Reilly Knowles. “Taking, Giving Root.” Embroidered fabric collage (cotton, linen, wool, beeswax, sumac, yellow onion, black-eyed Susan, goldenrod, avocado, wood and nails). 16¼”x9”. 2019.

Interview by Adi Berardini

Using the language of feminism, folklore and religious icons, interdisciplinary artist Reilly Knowles visualizes the liberation of monsters living somewhere between life and death, male and female, human and nonhuman, and reality and fantasy – exploring the creative, liminal space between dualities. Drawing particularly from ancient Irish art and an eco-centric ethos, he constructs artworks which celebrate living entities that society attempts to tame into exploitable classifications, including the land itself. Knowles addresses how the western obsession with binaries hinders the spectrum of possibilities.

Working in a variety of media including painting, sculpture, textiles, and using natural dyeing techniques, Knowles creates art that explores how women, queer and transgender people are labelled as ‘Other.’ He envisions a radical enfolding of these bodies into an understanding of nature, with care towards women, queer people, and the environment as crucial components of working towards a healthier ecosystem. Recently, he also started a project called Swingout Sewing to document his process of hand-sewing a 1920’s wardrobe while conducting historical research, adapting the designs to meet his needs as a trans man.

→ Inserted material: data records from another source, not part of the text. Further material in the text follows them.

//! # sgm-store: In-Memory Providers
//!
//! Case, document-version, and plan providers behind one narrow
//! [`Repository`] interface. Providers start empty unless
//! [`ProviderConfig::enable_demo_data`] is set, in which case they are
//! seeded from fixtures compiled into the crate.
//!
//! Nothing here persists. Durable storage is out of scope for this
//! workspace.

pub mod config;
pub mod error;
pub mod fixtures;
pub mod repository;

pub use config::{ConfigError, ProviderConfig, DEMO_DATA_VAR};
pub use error::StoreError;
pub use repository::{MemoryRepository, Record, RecordId, Repository};

use sgm_core::{Case, PlanId, SectionId};
use sgm_docs::{DocumentVersion, VersionHistory};
use sgm_plans::{Plan, PlanCompletionStats};

/// The full set of providers used by the governance tools.
#[derive(Debug, Clone, Default)]
pub struct Providers {
    pub cases: MemoryRepository<Case>,
    pub versions: MemoryRepository<DocumentVersion>,
    pub plans: MemoryRepository<Plan>,
}

impl Providers {
    pub fn new(config: &ProviderConfig) -> Result<Self, StoreError> {
        if !config.enable_demo_data {
            return Ok(Self::default());
        }
        let providers = Self {
            cases: MemoryRepository::seeded(fixtures::demo_cases()?),
            versions: MemoryRepository::seeded(fixtures::demo_versions()?),
            plans: MemoryRepository::seeded(fixtures::demo_plans()?),
        };
        tracing::info!(
            cases = providers.cases.len(),
            versions = providers.versions.len(),
            plans = providers.plans.len(),
            "providers seeded with demo data"
        );
        Ok(providers)
    }

    /// Snapshot of every stored document version.
    pub fn version_history(&self) -> VersionHistory {
        VersionHistory::new(self.versions.find_all())
    }

    /// Mark a plan section complete and return the plan's new rollup.
    pub fn mark_section_complete(
        &self,
        plan_id: &PlanId,
        section_id: &SectionId,
    ) -> Result<PlanCompletionStats, StoreError> {
        self.plans
            .try_update(plan_id, |plan| plan.mark_section_complete(section_id))
            .ok_or_else(|| StoreError::NotFound {
                kind: Plan::KIND,
                id: plan_id.to_string(),
            })?
            .map_err(StoreError::from)
    }

    pub fn plan_completion(&self, plan_id: &PlanId) -> Result<PlanCompletionStats, StoreError> {
        self.plans
            .find_by_id(plan_id)
            .map(|plan| plan.completion())
            .ok_or_else(|| StoreError::NotFound {
                kind: Plan::KIND,
                id: plan_id.to_string(),
            })
    }
}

Splitting his time between London and Milton, ON, Knowles is a recent graduate of Western University’s Honours Bachelor of Fine Arts program, with a Specialization in Studio Arts. He has exhibited work since 2015, showing in such venues as Artlab Gallery (London, ON), Good Sport (London, ON) and Holcim Gallery (Milton, ON). He is a recipient of the Gray Creative Arts Award in Visual Arts, the Mackie Cryderman Award for Excellence in Visual Arts, and the Kate and Robert Taylor Scholarship in Visual Arts, among others.

Reilly Knowles. “Nativity.” Wood, acrylic paint, coloured pencil, straw, sand and found figurines. 18 ¾”x16¾”x11¾”. 2019.

Your piece Nativity (2019) is a sculpture depicting a nativity scene, constructed from wood and painted, featuring straw and figurines. Can you speak more about how you use religious iconography, symbolism, and folklore in your work?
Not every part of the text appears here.